Programming for Our Boston Design Week Inclusive Design Open House on May 3rd

Submitted by jessmendes on Wed, 04/17/2024 - 17:35

The Institute for Human Centered Design (IHCD) is thrilled to extend a warm invitation to our Boston Design Week Inclusive Design Open House, coinciding with SoWA First Friday. We will use the opportunity to kick off IHCD Learning, our expanded educational commitment, "Designing Inclusively, Educating Globally." 

Throughout the day, we will offer both live and virtual presentations. See a global map highlighting guests for upcoming webcasts, podcast and interviews. We will showcase some of our favorite new books in the field. Peruse our library. And take a look at some of our current projects. 

See our fully accessible Media Studio for live presentations that day and where IHCD Learning's live, virtual and hybrid programs will be hosted. 

Come and share in our multi-disciplinary design expertise that spans sectors from urban design, culture, higher education, outdoor recreation, public transit, corporations, and public sector clients.

Scheduled Programming

Experts presenting at our Open House.
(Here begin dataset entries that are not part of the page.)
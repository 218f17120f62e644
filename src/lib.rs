//! RePhone Storefront Core
//!
//! Client-side core of a second-hand phone marketplace storefront: the
//! session-scoped shopping cart, derived pricing, order submission, and the
//! payment-status polling protocol. All real state (inventory, orders,
//! payments) lives in the remote backend this crate talks to over HTTP; the
//! surrounding UI shell handles routing and rendering.
#![forbid(unsafe_code)]
#![deny(rust_2018_idioms)]
#![allow(elided_lifetimes_in_paths)]
#![warn(clippy::all, clippy::perf, clippy::dbg_macro)]

// Core modules
pub mod client;
pub mod config;
pub mod errors;
pub mod events;
pub mod models;
pub mod services;

use std::sync::Arc;
use tokio::sync::mpsc;

use crate::{
    client::BackendClient,
    config::AppConfig,
    errors::ServiceError,
    events::{Event, EventSender},
    services::{
        cart::{CartService, DuplicatePolicy},
        checkout::CheckoutService,
        payments::PaymentWatcher,
    },
};

/// Wired session state handed to the UI layer.
///
/// One `AppState` is created when a browsing session starts and dropped
/// when it ends; views receive cloned handles to the services they need
/// instead of reaching for ambient globals.
#[derive(Clone)]
pub struct AppState {
    pub config: Arc<AppConfig>,
    pub event_sender: Arc<EventSender>,
    backend: Arc<BackendClient>,
    cart: Arc<CartService>,
    checkout: Arc<CheckoutService>,
    payments: Arc<PaymentWatcher>,
}

impl AppState {
    /// Wires all services from configuration. Returns the state plus the
    /// receiving end of the session event channel, which the UI shell owns.
    pub fn new(config: AppConfig) -> Result<(Self, mpsc::Receiver<Event>), ServiceError> {
        let (event_sender, event_rx) = events::channel(config.event_buffer);
        let event_sender = Arc::new(event_sender);

        let backend = Arc::new(BackendClient::new(&config)?);

        let policy = if config.allow_duplicate_cart_lines {
            DuplicatePolicy::AllowDuplicateLines
        } else {
            DuplicatePolicy::RejectDuplicate
        };
        let cart = Arc::new(CartService::new(Arc::clone(&event_sender), policy));

        let checkout = Arc::new(CheckoutService::new(
            Arc::clone(&backend),
            Arc::clone(&cart),
            Arc::clone(&event_sender),
        ));

        let payments = Arc::new(PaymentWatcher::new(
            Arc::clone(&backend),
            Arc::clone(&cart),
            Arc::clone(&event_sender),
            config.poll_interval(),
            config.poll_timeout(),
        ));

        let state = Self {
            config: Arc::new(config),
            event_sender,
            backend,
            cart,
            checkout,
            payments,
        };
        Ok((state, event_rx))
    }

    pub fn cart_service(&self) -> Arc<CartService> {
        Arc::clone(&self.cart)
    }

    pub fn checkout_service(&self) -> Arc<CheckoutService> {
        Arc::clone(&self.checkout)
    }

    pub fn payment_watcher(&self) -> Arc<PaymentWatcher> {
        Arc::clone(&self.payments)
    }

    pub fn backend_client(&self) -> Arc<BackendClient> {
        Arc::clone(&self.backend)
    }
}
From left to right: Ana Julian, Jan Majewski, Devashree Shah, Pranav Thole, Wilhelmina (Willa) Crolius and Meghan Dufresne.
Experts presenting at our Open House. From left to right: Ana Julian, Jan Majewski, Devashree Shah, Pranav Thole, Wilhelmina (Willa) Crolius and Meghan Dufresne.

 

11:00 a.m. | All Are Welcome

Enjoy refreshments, informative displays, and engaging discussions with our staff and supporters during the event. Our office is fully accessible, and real-time captioning will be provided for all presentations. Each presentation offers 1 AIA CES credit.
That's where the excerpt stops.